LISTED ENTRIES Block Start

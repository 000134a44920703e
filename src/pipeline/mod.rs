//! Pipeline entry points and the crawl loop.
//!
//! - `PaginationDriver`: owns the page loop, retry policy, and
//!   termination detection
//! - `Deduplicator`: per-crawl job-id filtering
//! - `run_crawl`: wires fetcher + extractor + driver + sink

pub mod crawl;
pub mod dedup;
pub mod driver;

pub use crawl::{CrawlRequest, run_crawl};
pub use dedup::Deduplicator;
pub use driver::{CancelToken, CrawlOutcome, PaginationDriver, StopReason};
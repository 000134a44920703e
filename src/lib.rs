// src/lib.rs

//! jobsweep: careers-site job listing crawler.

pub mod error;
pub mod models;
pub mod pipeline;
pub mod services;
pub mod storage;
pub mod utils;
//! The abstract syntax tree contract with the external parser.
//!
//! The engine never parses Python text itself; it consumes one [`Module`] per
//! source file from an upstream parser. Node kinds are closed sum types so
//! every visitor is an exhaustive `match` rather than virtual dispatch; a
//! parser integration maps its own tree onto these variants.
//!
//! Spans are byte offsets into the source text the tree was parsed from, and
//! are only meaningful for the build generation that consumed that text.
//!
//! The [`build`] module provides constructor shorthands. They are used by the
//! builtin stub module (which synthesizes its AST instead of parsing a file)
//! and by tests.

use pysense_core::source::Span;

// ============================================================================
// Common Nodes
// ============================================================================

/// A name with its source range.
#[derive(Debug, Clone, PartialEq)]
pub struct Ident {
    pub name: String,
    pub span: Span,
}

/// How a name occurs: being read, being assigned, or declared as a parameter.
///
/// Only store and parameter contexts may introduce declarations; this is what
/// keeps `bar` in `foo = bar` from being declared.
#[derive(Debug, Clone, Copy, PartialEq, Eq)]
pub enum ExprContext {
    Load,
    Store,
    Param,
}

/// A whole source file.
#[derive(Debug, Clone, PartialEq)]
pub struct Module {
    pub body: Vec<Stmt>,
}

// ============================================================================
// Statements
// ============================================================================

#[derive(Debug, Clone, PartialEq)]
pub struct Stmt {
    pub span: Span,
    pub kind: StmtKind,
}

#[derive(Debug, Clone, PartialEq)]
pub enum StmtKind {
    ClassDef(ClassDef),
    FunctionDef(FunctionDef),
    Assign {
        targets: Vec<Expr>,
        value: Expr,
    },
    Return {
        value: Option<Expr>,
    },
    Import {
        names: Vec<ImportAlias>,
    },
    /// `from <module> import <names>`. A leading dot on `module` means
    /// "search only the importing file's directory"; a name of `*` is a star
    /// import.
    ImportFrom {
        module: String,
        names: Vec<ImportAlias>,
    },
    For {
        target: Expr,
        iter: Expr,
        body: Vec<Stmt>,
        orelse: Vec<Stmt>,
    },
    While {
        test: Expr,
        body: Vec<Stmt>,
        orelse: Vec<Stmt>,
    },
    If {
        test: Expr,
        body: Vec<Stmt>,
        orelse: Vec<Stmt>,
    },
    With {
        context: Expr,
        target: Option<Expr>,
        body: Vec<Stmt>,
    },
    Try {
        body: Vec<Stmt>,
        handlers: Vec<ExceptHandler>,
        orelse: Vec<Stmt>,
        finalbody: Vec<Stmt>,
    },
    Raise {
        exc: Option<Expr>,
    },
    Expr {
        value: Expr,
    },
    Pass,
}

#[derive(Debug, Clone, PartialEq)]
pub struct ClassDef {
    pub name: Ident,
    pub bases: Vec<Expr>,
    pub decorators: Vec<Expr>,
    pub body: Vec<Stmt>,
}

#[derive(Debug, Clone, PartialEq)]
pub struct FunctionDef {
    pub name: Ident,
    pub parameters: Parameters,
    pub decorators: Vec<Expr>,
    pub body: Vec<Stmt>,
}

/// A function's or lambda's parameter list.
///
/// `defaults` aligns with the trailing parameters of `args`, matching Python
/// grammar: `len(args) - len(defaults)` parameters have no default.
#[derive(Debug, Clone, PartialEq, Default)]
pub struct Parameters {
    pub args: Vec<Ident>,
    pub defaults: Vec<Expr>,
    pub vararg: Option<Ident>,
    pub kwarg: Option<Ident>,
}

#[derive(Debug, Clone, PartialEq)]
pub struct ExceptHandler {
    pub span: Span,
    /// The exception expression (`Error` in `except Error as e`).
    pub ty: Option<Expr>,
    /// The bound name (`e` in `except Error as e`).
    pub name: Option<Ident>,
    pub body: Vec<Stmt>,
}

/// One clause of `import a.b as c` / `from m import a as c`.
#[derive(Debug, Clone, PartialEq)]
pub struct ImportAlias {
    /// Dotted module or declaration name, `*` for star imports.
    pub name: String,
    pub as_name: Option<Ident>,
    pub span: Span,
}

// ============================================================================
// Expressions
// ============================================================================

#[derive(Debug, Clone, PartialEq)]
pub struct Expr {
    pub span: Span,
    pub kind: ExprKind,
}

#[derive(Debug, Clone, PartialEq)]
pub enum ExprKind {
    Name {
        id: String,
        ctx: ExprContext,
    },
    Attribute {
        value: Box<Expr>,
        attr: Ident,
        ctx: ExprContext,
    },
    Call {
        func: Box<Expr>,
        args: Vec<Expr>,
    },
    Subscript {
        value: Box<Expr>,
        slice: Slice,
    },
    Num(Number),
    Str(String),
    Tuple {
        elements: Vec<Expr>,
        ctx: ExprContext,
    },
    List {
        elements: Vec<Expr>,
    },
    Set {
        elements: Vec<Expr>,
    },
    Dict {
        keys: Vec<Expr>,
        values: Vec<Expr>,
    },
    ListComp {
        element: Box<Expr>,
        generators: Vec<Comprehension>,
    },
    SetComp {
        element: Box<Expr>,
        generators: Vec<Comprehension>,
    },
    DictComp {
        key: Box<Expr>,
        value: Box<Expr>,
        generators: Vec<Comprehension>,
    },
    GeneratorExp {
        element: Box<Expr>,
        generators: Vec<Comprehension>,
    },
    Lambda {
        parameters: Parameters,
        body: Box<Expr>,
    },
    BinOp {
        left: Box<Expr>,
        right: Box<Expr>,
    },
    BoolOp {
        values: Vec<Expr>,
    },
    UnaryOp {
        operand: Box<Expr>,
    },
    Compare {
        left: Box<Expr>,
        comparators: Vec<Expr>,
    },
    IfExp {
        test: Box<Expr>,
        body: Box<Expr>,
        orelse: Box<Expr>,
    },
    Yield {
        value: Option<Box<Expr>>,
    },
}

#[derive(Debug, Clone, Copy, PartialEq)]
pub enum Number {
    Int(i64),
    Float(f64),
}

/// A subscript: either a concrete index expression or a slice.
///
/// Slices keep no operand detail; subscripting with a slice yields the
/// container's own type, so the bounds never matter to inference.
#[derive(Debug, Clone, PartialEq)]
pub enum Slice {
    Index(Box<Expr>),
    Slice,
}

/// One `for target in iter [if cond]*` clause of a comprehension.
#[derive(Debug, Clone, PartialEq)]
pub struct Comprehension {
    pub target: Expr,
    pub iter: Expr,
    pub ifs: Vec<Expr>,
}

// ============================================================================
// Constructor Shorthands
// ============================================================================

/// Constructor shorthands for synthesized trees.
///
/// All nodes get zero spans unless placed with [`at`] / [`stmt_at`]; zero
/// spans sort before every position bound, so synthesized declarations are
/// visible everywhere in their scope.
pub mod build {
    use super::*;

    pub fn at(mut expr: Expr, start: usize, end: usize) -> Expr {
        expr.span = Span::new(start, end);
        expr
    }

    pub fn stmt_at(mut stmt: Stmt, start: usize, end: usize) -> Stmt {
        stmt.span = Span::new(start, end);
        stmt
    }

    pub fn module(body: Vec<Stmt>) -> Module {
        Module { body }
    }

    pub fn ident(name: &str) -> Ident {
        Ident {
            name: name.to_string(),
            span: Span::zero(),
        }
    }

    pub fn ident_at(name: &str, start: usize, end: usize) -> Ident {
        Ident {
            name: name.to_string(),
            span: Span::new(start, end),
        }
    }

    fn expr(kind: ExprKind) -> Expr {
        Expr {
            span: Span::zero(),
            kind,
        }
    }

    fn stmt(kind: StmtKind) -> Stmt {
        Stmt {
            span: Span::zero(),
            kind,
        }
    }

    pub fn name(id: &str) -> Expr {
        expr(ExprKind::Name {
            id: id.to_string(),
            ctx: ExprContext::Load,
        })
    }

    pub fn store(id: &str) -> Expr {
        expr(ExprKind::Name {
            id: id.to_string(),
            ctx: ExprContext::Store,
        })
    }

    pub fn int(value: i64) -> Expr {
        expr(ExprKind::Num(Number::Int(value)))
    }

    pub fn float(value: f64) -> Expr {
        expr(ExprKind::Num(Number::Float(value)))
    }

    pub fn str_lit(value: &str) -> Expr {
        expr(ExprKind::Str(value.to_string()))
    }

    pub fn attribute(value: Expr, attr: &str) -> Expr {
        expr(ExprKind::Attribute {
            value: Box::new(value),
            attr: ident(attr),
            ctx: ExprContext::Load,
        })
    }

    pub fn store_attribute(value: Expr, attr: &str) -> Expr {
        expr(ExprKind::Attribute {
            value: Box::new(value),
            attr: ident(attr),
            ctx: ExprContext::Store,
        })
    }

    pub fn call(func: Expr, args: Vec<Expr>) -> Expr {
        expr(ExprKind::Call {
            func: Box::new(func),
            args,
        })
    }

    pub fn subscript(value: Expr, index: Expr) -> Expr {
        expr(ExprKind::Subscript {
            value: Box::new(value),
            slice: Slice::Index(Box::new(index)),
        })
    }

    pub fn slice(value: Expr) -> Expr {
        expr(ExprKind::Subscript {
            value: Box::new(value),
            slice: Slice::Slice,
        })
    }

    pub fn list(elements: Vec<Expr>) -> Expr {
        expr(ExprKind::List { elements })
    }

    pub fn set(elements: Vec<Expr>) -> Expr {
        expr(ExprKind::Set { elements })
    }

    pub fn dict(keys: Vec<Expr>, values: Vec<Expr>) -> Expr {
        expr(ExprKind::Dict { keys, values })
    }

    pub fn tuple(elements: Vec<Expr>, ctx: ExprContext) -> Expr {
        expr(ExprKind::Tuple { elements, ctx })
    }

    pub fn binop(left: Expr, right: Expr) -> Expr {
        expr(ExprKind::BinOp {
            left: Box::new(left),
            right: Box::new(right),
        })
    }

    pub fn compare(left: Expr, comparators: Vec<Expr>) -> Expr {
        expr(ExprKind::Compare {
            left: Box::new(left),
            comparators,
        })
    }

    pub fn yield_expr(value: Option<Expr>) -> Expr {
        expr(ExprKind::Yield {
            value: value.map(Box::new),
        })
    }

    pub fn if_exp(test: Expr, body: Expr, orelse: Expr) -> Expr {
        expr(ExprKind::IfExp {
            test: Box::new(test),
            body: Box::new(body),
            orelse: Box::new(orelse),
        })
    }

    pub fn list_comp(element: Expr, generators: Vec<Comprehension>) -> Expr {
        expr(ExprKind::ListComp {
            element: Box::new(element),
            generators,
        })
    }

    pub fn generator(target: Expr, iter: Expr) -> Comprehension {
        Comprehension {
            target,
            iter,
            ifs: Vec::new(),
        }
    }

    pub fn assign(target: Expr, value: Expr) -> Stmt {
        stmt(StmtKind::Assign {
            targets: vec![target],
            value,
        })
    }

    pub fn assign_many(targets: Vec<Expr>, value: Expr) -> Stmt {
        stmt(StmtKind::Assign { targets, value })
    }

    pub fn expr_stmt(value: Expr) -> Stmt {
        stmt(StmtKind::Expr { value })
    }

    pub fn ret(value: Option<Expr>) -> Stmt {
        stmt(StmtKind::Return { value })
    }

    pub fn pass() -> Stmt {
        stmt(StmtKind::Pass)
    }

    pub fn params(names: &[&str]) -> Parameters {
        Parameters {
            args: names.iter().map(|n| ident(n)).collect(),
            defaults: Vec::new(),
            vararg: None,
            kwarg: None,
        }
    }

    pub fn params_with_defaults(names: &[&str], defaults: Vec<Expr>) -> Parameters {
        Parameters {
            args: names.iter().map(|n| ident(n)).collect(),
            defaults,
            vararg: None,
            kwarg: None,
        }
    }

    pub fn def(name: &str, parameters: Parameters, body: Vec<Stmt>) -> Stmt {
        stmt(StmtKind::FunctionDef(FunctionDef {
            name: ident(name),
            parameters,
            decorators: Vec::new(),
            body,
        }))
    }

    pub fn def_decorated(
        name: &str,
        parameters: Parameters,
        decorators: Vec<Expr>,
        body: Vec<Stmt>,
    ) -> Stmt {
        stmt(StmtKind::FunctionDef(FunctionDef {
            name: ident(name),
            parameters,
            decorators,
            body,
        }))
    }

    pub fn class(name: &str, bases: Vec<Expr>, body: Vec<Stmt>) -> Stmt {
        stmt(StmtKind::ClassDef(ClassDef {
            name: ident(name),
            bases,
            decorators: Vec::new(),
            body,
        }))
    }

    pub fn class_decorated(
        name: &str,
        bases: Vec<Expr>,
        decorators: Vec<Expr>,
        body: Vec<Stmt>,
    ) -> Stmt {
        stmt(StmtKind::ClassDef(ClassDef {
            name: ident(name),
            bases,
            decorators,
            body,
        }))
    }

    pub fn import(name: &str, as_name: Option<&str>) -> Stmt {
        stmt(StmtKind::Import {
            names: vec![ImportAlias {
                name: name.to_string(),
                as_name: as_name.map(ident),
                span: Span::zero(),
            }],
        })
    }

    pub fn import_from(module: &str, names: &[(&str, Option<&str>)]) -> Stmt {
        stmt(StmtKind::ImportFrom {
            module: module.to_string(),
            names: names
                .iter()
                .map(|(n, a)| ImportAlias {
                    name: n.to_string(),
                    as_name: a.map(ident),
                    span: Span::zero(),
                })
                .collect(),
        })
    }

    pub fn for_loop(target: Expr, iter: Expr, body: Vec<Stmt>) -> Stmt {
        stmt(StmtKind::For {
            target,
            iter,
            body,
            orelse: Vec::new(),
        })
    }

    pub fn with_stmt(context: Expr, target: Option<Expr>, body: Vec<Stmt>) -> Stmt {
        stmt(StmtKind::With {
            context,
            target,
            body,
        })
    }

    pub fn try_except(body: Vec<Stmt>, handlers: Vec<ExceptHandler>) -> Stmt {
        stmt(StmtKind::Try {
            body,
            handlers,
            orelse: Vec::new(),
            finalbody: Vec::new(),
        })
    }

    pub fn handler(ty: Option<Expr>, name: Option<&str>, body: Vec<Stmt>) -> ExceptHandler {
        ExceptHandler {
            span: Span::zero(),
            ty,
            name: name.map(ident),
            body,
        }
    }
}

LISTED ENTRIES Block End

# TASK TO CARRY OUT:
The required answer is each line of the entries containing the string "bases".

# WRITTEN ANSWER:
    pub bases: Vec<Expr>,
    pub fn class(name: &str, bases: Vec<Expr>, body: Vec<Stmt>) -> Stmt {
            bases,
        bases: Vec<Expr>,
            bases,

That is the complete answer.